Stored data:
//! Reference-counted base interfaces and weak references.
//!
//! Every interface ultimately derives from [`Unknown`], which owns the two
//! lifetime primitives (an intrusive strong count) and GUID-keyed casting.
//! A newly created object starts with a strong count of at least one, owed
//! to its creator; when the count reaches zero the implementation destroys
//! the object. Weak access is a separate tear-off with its own lifetime:
//! [`WeakReferenceSource`] hands out [`WeakReference`] values that resolve
//! to a strong reference only while the target is still alive.
//!
//! Implementations live outside this crate; the traits fix the method
//! contracts and the three identities.

use std::any::Any;
use std::sync::Arc;

use guid::Guid;

use crate::hresult::HresultError;

/// Strong reference counts as returned by [`Unknown::add_ref`] and
/// [`Unknown::release`].
pub type Refcount = u32;

/// Result currency for interface methods: a success value or a failing
/// result code.
pub type ComResult<T> = Result<T, HresultError>;

/// A strong interface reference.
pub type ComRc = Arc<dyn Unknown>;

/// Reference-counted lifetime and GUID-keyed downcasting.
///
/// `add_ref`, `release`, and weak-reference resolution must be atomic with
/// respect to one another: racing calls from different threads may not
/// corrupt the count or observe a destroyed object through a strong
/// reference. Ordering beyond that is the caller's concern.
pub trait Unknown: Send + Sync {
    /// Returns a strong reference to the `iid` interface of this object,
    /// with the count already incremented, or `FAILURE_NO_INTERFACE` when
    /// the object does not implement it. The reference stays valid until
    /// released.
    fn query_interface(&self, iid: &Guid) -> ComResult<ComRc>;

    /// Increments the strong count and returns the new value.
    fn add_ref(&self) -> Refcount;

    /// Decrements the strong count and returns the new value. At zero the
    /// object is destroyed.
    fn release(&self) -> Refcount;

    /// Concrete-type downcast hook for the implementation behind a
    /// successful `query_interface`.
    fn as_any(&self) -> &dyn Any;
}

/// A handle to an object that does not keep the object alive.
pub trait WeakReference: Unknown {
    /// Resolves to a strong reference if the target is still alive and
    /// implements `iid`. Returns `Ok(None)`, success rather than an error,
    /// when the target has been destroyed; the null check is on the caller.
    fn resolve(&self, iid: &Guid) -> ComResult<Option<ComRc>>;
}

/// An object able to hand out weak references to itself.
pub trait WeakReferenceSource: Unknown {
    /// Returns a new weak reference to this object.
    fn get_weak_reference(&self) -> ComResult<Arc<dyn WeakReference>>;
}

impl std::fmt::Debug for dyn Unknown {
    fn fmt(&self, f: &mut std::fmt::Formatter<'_>) -> std::fmt::Result {
        f.write_str("dyn Unknown")
    }
}

crate::declare_iid!("{00000000-0000-0000-C000-000000000046}", dyn Unknown);
crate::declare_iid!("{00000037-0000-0000-C000-000000000046}", dyn WeakReference);
crate::declare_iid!("{00000038-0000-0000-C000-000000000046}", dyn WeakReferenceSource);
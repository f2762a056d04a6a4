//! The structured GUID value type.

use std::cmp::Ordering;
use std::fmt;

use crate::format::FormattedGuid;

/// A 128-bit GUID in structured form.
///
/// The fields mirror the four sections of the string representation:
/// `data1` holds the first eight hex digits, `data2` and `data3` the next
/// two groups of four, and `data4` the remaining sixteen digits as raw
/// bytes. `#[repr(C)]` pins the historical layout (offsets 0, 4, 6, 8), so
/// a blit of the struct on a little-endian host reproduces the Variant-2
/// byte image.
#[repr(C)]
#[derive(Clone, Copy, PartialEq, Eq, Default)]
pub struct Guid {
    pub data1: u32,
    pub data2: u16,
    pub data3: u16,
    pub data4: [u8; 8],
}

const _: () = {
    assert!(std::mem::size_of::<Guid>() == 16);
    assert!(std::mem::offset_of!(Guid, data1) == 0);
    assert!(std::mem::offset_of!(Guid, data2) == 4);
    assert!(std::mem::offset_of!(Guid, data3) == 6);
    assert!(std::mem::offset_of!(Guid, data4) == 8);
};

impl Guid {
    /// Size of the value (and of both byte encodings) in bytes.
    pub const SIZE: usize = 16;

    /// The all-zero GUID.
    pub const NIL: Self = Self {
        data1: 0,
        data2: 0,
        data3: 0,
        data4: [0; 8],
    };

    /// Builds a GUID from its four structured fields.
    pub const fn from_fields(data1: u32, data2: u16, data3: u16, data4: [u8; 8]) -> Self {
        Self {
            data1,
            data2,
            data3,
            data4,
        }
    }

    /// Returns true if this is the all-zero GUID.
    pub const fn is_nil(&self) -> bool {
        if self.data1 != 0 || self.data2 != 0 || self.data3 != 0 {
            return false;
        }
        let mut i = 0;
        while i < 8 {
            if self.data4[i] != 0 {
                return false;
            }
            i += 1;
        }
        true
    }
}

impl Ord for Guid {
    fn cmp(&self, other: &Self) -> Ordering {
        // Field-wise unsigned comparison, never a memcmp of the raw image:
        // the raw image of data1/2/3 depends on host byte order.
        self.data1
            .cmp(&other.data1)
            .then_with(|| self.data2.cmp(&other.data2))
            .then_with(|| self.data3.cmp(&other.data3))
            .then_with(|| self.data4.cmp(&other.data4))
    }
}

impl PartialOrd for Guid {
    fn partial_cmp(&self, other: &Self) -> Option<Ordering> {
        Some(self.cmp(other))
    }
}

impl fmt::Display for Guid {
    fn fmt(&self, f: &mut fmt::Formatter<'_>) -> fmt::Result {
        f.write_str(FormattedGuid::new(self).as_str())
    }
}

impl fmt::Debug for Guid {
    fn fmt(&self, f: &mut fmt::Formatter<'_>) -> fmt::Result {
        fmt::Display::fmt(self, f)
    }
}

#[cfg(feature = "serde")]
mod serde_impl {
    use std::fmt;

    use serde::{de, Deserialize, Deserializer, Serialize, Serializer};

    use super::Guid;

    impl Serialize for Guid {
        fn serialize<S: Serializer>(&self, serializer: S) -> Result<S::Ok, S::Error> {
            serializer.collect_str(self)
        }
    }

    struct GuidVisitor;

    impl de::Visitor<'_> for GuidVisitor {
        type Value = Guid;

        fn expecting(&self, f: &mut fmt::Formatter<'_>) -> fmt::Result {
            f.write_str("a GUID string like {xxxxxxxx-xxxx-xxxx-xxxx-xxxxxxxxxxxx}")
        }

        fn visit_str<E: de::Error>(self, text: &str) -> Result<Guid, E> {
            Guid::parse(text).map_err(E::custom)
        }
    }

    impl<'de> Deserialize<'de> for Guid {
        fn deserialize<D: Deserializer<'de>>(deserializer: D) -> Result<Self, D::Error> {
            deserializer.deserialize_str(GuidVisitor)
        }
    }
}
//! Association of GUID identities with interface types.
//!
//! The binding is a compile-time map: an interface type implements
//! [`Interface`] to declare its identity, and looking up a type without a
//! binding simply does not compile. [`declare_iid!`] wires a textual GUID
//! literal to a type, with the literal going through the const parser, so a
//! malformed id is a build failure and the binding has no runtime cost.

use std::ops::Deref;

use guid::Guid;

/// A type with an associated interface identifier.
pub trait Interface {
    /// The identity of this interface across the component ABI.
    ///
    /// If the method set or any signature of the interface ever changes, a
    /// fresh IID must be assigned; stale consumers then fail cleanly at
    /// `query_interface` instead of calling through a mismatched vtable.
    const IID: Guid;
}

/// The IID bound to `T`.
pub const fn iid_of<T: Interface + ?Sized>() -> Guid {
    T::IID
}

/// The IID bound to the (possibly unsized) type of `value`.
pub fn iid_of_val<T: Interface + ?Sized>(_value: &T) -> Guid {
    T::IID
}

/// The IID bound to the pointee type of a smart-pointer-like `wrapper`.
pub fn iid_of_target<P>(_wrapper: &P) -> Guid
where
    P: Deref,
    P::Target: Interface,
{
    <P::Target as Interface>::IID
}

/// Binds a textual GUID literal to an interface type.
///
/// ```
/// use nanocom::{declare_iid, iid_of, Unknown};
///
/// trait TextSink: Unknown {
///     fn write_line(&self, line: &str);
/// }
/// declare_iid!("{0bede896-6a9c-4c4c-b2a7-19e40f3a70bd}", dyn TextSink);
///
/// assert_eq!(
///     iid_of::<dyn TextSink>().to_string(),
///     "{0bede896-6a9c-4c4c-b2a7-19e40f3a70bd}",
/// );
/// ```
#[macro_export]
macro_rules! declare_iid {
    ($iid:literal, $interface:ty) => {
        impl $crate::Interface for $interface {
            const IID: $crate::Guid = $crate::guid!($iid);
        }
    };
}
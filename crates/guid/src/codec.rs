//! GUID ⇄ 16-byte array codecs.
//!
//! Variant-1 serializes the three integer fields big-endian; it is the wire
//! form that libuuid and boost-uuid presume for every value. Variant-2
//! serializes them little-endian, matching the raw image of a structured
//! value on a little-endian host; it exists for components that historically
//! blitted that image to storage and must keep doing so. Neither direction
//! inspects the variant bits in byte 8; callers that need to honor them
//! dispatch between the two themselves.

use bytes::{Buf, BufMut};

use crate::Guid;

impl Guid {
    /// Encodes to the Variant-1 (big-endian) byte array.
    pub const fn to_bytes(&self) -> [u8; 16] {
        let d1 = self.data1.to_be_bytes();
        let d2 = self.data2.to_be_bytes();
        let d3 = self.data3.to_be_bytes();
        [
            d1[0],
            d1[1],
            d1[2],
            d1[3],
            d2[0],
            d2[1],
            d3[0],
            d3[1],
            self.data4[0],
            self.data4[1],
            self.data4[2],
            self.data4[3],
            self.data4[4],
            self.data4[5],
            self.data4[6],
            self.data4[7],
        ]
    }

    /// Decodes from the Variant-1 (big-endian) byte array.
    pub const fn from_bytes(bytes: [u8; 16]) -> Guid {
        Guid {
            data1: u32::from_be_bytes([bytes[0], bytes[1], bytes[2], bytes[3]]),
            data2: u16::from_be_bytes([bytes[4], bytes[5]]),
            data3: u16::from_be_bytes([bytes[6], bytes[7]]),
            data4: [
                bytes[8], bytes[9], bytes[10], bytes[11], bytes[12], bytes[13], bytes[14],
                bytes[15],
            ],
        }
    }

    /// Encodes to the Variant-2 (little-endian) byte array.
    pub const fn to_bytes_le(&self) -> [u8; 16] {
        let d1 = self.data1.to_le_bytes();
        let d2 = self.data2.to_le_bytes();
        let d3 = self.data3.to_le_bytes();
        [
            d1[0],
            d1[1],
            d1[2],
            d1[3],
            d2[0],
            d2[1],
            d3[0],
            d3[1],
            self.data4[0],
            self.data4[1],
            self.data4[2],
            self.data4[3],
            self.data4[4],
            self.data4[5],
            self.data4[6],
            self.data4[7],
        ]
    }

    /// Decodes from the Variant-2 (little-endian) byte array.
    pub const fn from_bytes_le(bytes: [u8; 16]) -> Guid {
        Guid {
            data1: u32::from_le_bytes([bytes[0], bytes[1], bytes[2], bytes[3]]),
            data2: u16::from_le_bytes([bytes[4], bytes[5]]),
            data3: u16::from_le_bytes([bytes[6], bytes[7]]),
            data4: [
                bytes[8], bytes[9], bytes[10], bytes[11], bytes[12], bytes[13], bytes[14],
                bytes[15],
            ],
        }
    }

    /// The raw in-memory image of this value on the current host.
    ///
    /// Host-dependent; suitable for hashing, never for the wire.
    pub const fn to_ne_bytes(&self) -> [u8; 16] {
        if cfg!(target_endian = "little") {
            self.to_bytes_le()
        } else {
            self.to_bytes()
        }
    }

    /// Appends the 16-byte encoding to `buf` in the requested byte order.
    pub fn encode<B: BufMut>(&self, buf: &mut B, little_endian: bool) {
        if little_endian {
            buf.put_u32_le(self.data1);
            buf.put_u16_le(self.data2);
            buf.put_u16_le(self.data3);
        } else {
            buf.put_u32(self.data1);
            buf.put_u16(self.data2);
            buf.put_u16(self.data3);
        }
        buf.put_slice(&self.data4);
    }

    /// Reads a 16-byte encoding from `buf` in the requested byte order.
    ///
    /// Returns `None` when fewer than 16 bytes remain.
    pub fn decode<B: Buf>(buf: &mut B, little_endian: bool) -> Option<Guid> {
        if buf.remaining() < Self::SIZE {
            return None;
        }
        let data1 = if little_endian {
            buf.get_u32_le()
        } else {
            buf.get_u32()
        };
        let data2 = if little_endian {
            buf.get_u16_le()
        } else {
            buf.get_u16()
        };
        let data3 = if little_endian {
            buf.get_u16_le()
        } else {
            buf.get_u16()
        };
        let mut data4 = [0u8; 8];
        buf.copy_to_slice(&mut data4);
        Some(Guid {
            data1,
            data2,
            data3,
            data4,
        })
    }
}
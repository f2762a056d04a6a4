//! Integration Test Harness
//!
//! Runs every test category and prints a summary table.
//!
//! # Usage
//!
//! Run all categories:
//! ```
//! cargo run -p integration-tests
//! ```
//!
//! Run one category directly:
//! ```
//! cargo test -p integration-tests --test guid_tests
//! cargo test -p integration-tests --test codec_tests
//! cargo test -p integration-tests --test hresult_tests
//! cargo test -p integration-tests --test interface_tests
//! ```

use std::process::Command;
use std::time::{Duration, Instant};

/// Test category
#[derive(Debug, Clone)]
struct TestCategory {
    name: &'static str,
    description: &'static str,
    test_name: &'static str,
}

const TEST_CATEGORIES: &[TestCategory] = &[
    TestCategory {
        name: "Text Codec Tests",
        description: "Parse/format round trips, failure offsets, ordering, hashing",
        test_name: "guid_tests",
    },
    TestCategory {
        name: "Byte Codec Tests",
        description: "Variant-1 and Variant-2 wire forms, streaming codecs",
        test_name: "codec_tests",
    },
    TestCategory {
        name: "Result Code Tests",
        description: "Taxonomy, predicates, exception bridging at the boundary",
        test_name: "hresult_tests",
    },
    TestCategory {
        name: "Base Interface Tests",
        description: "Refcounting, GUID-keyed casting, weak references, races",
        test_name: "interface_tests",
    },
];

fn run_test_category(category: &TestCategory) -> (bool, Duration, String) {
    println!("\n{}", "=".repeat(72));
    println!("Running: {}", category.name);
    println!("{}", "=".repeat(72));

    let start = Instant::now();

    let output = Command::new("cargo")
        .args([
            "test",
            "-p",
            "integration-tests",
            "--test",
            category.test_name,
            "--",
            "--nocapture",
        ])
        .output();

    let duration = start.elapsed();

    match output {
        Ok(output) => {
            let stdout = String::from_utf8_lossy(&output.stdout);
            let stderr = String::from_utf8_lossy(&output.stderr);
            if !stdout.is_empty() {
                println!("{}", stdout);
            }
            if !stderr.is_empty() {
                eprintln!("{}", stderr);
            }

            let success = output.status.success();
            let summary = if success {
                "PASSED".to_string()
            } else {
                format!("FAILED (exit code: {:?})", output.status.code())
            };
            (success, duration, summary)
        }
        Err(e) => (false, duration, format!("Failed to execute: {}", e)),
    }
}

fn main() {
    println!("GUID / nano-component foundation - integration suite");
    println!("{}", "-".repeat(72));
    for (i, cat) in TEST_CATEGORIES.iter().enumerate() {
        println!("  {}. {} - {}", i + 1, cat.name, cat.description);
    }
    println!("{}", "-".repeat(72));

    let total_start = Instant::now();
    let mut results = Vec::new();

    for category in TEST_CATEGORIES {
        let (success, duration, summary) = run_test_category(category);
        results.push((category.name, success, duration, summary));
    }

    let total_duration = total_start.elapsed();

    println!("\n{}", "=".repeat(72));
    println!("FINAL SUMMARY");
    println!("{}", "=".repeat(72));

    let passed = results.iter().filter(|(_, s, _, _)| *s).count();
    let failed = results.len() - passed;

    println!(
        "\nCategories: {} | Passed: {} | Failed: {}",
        results.len(),
        passed,
        failed
    );
    println!("Total Duration: {:?}\n", total_duration);

    println!("{:<28} {:<10} {:<14} {}", "Category", "Status", "Duration", "Details");
    println!("{}", "-".repeat(72));
    for (name, success, duration, summary) in &results {
        let status = if *success { "PASS" } else { "FAIL" };
        println!("{:<28} {:<10} {:<14?} {}", name, status, duration, summary);
    }
    println!("{}", "=".repeat(72));

    if failed > 0 {
        println!("\nSome tests failed!");
        std::process::exit(1);
    }
    println!("\nAll tests passed!");
}
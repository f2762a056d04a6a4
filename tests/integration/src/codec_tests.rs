//! Byte Codec Tests - Variant-1 and Variant-2 Wire Forms
//!
//! Pins the two byte orderings to their published reference vectors and
//! checks both round trips over arbitrary values, for the const array forms
//! and the streaming Buf/BufMut forms alike.

mod common;

use bytes::BytesMut;
use guid::{guid, Guid};

const SAMPLE: Guid = guid!("{00112233-4455-6677-8899-aabbccddeeff}");

const SAMPLE_VARIANT1: [u8; 16] = [
    0x00, 0x11, 0x22, 0x33, 0x44, 0x55, 0x66, 0x77, 0x88, 0x99, 0xaa, 0xbb, 0xcc, 0xdd, 0xee,
    0xff,
];

const SAMPLE_VARIANT2: [u8; 16] = [
    0x33, 0x22, 0x11, 0x00, 0x55, 0x44, 0x77, 0x66, 0x88, 0x99, 0xaa, 0xbb, 0xcc, 0xdd, 0xee,
    0xff,
];

fn samples() -> Vec<Guid> {
    let mut all = vec![
        Guid::NIL,
        SAMPLE,
        guid!("{ffffffff-ffff-ffff-ffff-ffffffffffff}"),
        guid!("{00000037-0000-0000-c000-000000000046}"),
    ];
    all.extend((0..32).map(|_| Guid::generate()));
    all
}

#[test]
fn test_variant1_reference_vector() {
    assert_eq!(SAMPLE.to_bytes(), SAMPLE_VARIANT1);
}

#[test]
fn test_variant2_reference_vector() {
    assert_eq!(SAMPLE.to_bytes_le(), SAMPLE_VARIANT2);
}

#[test]
fn test_variant1_round_trip() {
    for g in samples() {
        assert_eq!(Guid::from_bytes(g.to_bytes()), g, "{g}");
    }
}

#[test]
fn test_variant2_round_trip() {
    for g in samples() {
        assert_eq!(Guid::from_bytes_le(g.to_bytes_le()), g, "{g}");
    }
}

#[test]
fn test_variants_share_the_trailing_eight_bytes() {
    for g in samples() {
        assert_eq!(g.to_bytes()[8..], g.to_bytes_le()[8..], "{g}");
    }
}

#[test]
fn test_variant1_matches_textual_digit_order() {
    // The mainstream wire form lists the bytes in the order the string
    // spells them; what libuuid-style consumers expect.
    for g in samples() {
        assert_eq!(g.to_bytes(), textual_digit_bytes(&g), "{g}");
    }
}

/// Rebuilds the byte sequence from the string form, independently of the
/// codec under test.
fn textual_digit_bytes(g: &Guid) -> [u8; 16] {
    let text = g.to_string();
    let hex: String = text
        .chars()
        .filter(|c| c.is_ascii_hexdigit())
        .collect();
    let mut bytes = [0u8; 16];
    for (i, chunk) in hex.as_bytes().chunks(2).enumerate() {
        let pair = std::str::from_utf8(chunk).unwrap();
        bytes[i] = u8::from_str_radix(pair, 16).unwrap();
    }
    bytes
}

#[test]
fn test_streaming_encode_matches_array_forms() {
    for g in samples() {
        let mut big = BytesMut::new();
        g.encode(&mut big, false);
        assert_eq!(big.as_ref(), g.to_bytes());

        let mut little = BytesMut::new();
        g.encode(&mut little, true);
        assert_eq!(little.as_ref(), g.to_bytes_le());
    }
}

#[test]
fn test_streaming_decode_round_trip() {
    for g in samples() {
        for little_endian in [false, true] {
            let mut buf = BytesMut::new();
            g.encode(&mut buf, little_endian);
            let decoded = Guid::decode(&mut buf.freeze(), little_endian).unwrap();
            assert_eq!(decoded, g);
        }
    }
}

#[test]
fn test_streaming_decode_underflow() {
    let mut short = &SAMPLE_VARIANT1[..10];
    assert!(Guid::decode(&mut short, false).is_none());
}

#[test]
fn test_variant_mismatch_swaps_integer_fields() {
    // Decoding wire bytes with the wrong variant scrambles exactly the three
    // integer fields and leaves data4 alone.
    let wrong = Guid::from_bytes_le(SAMPLE.to_bytes());
    assert_eq!(wrong.data1, SAMPLE.data1.swap_bytes());
    assert_eq!(wrong.data2, SAMPLE.data2.swap_bytes());
    assert_eq!(wrong.data3, SAMPLE.data3.swap_bytes());
    assert_eq!(wrong.data4, SAMPLE.data4);
}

§ **Task description**: Reproduce all lines from the records above that include the word "decoded".

§ **Task result**:
            let decoded = Guid::decode(&mut buf.freeze(), little_endian).unwrap();
            assert_eq!(decoded, g);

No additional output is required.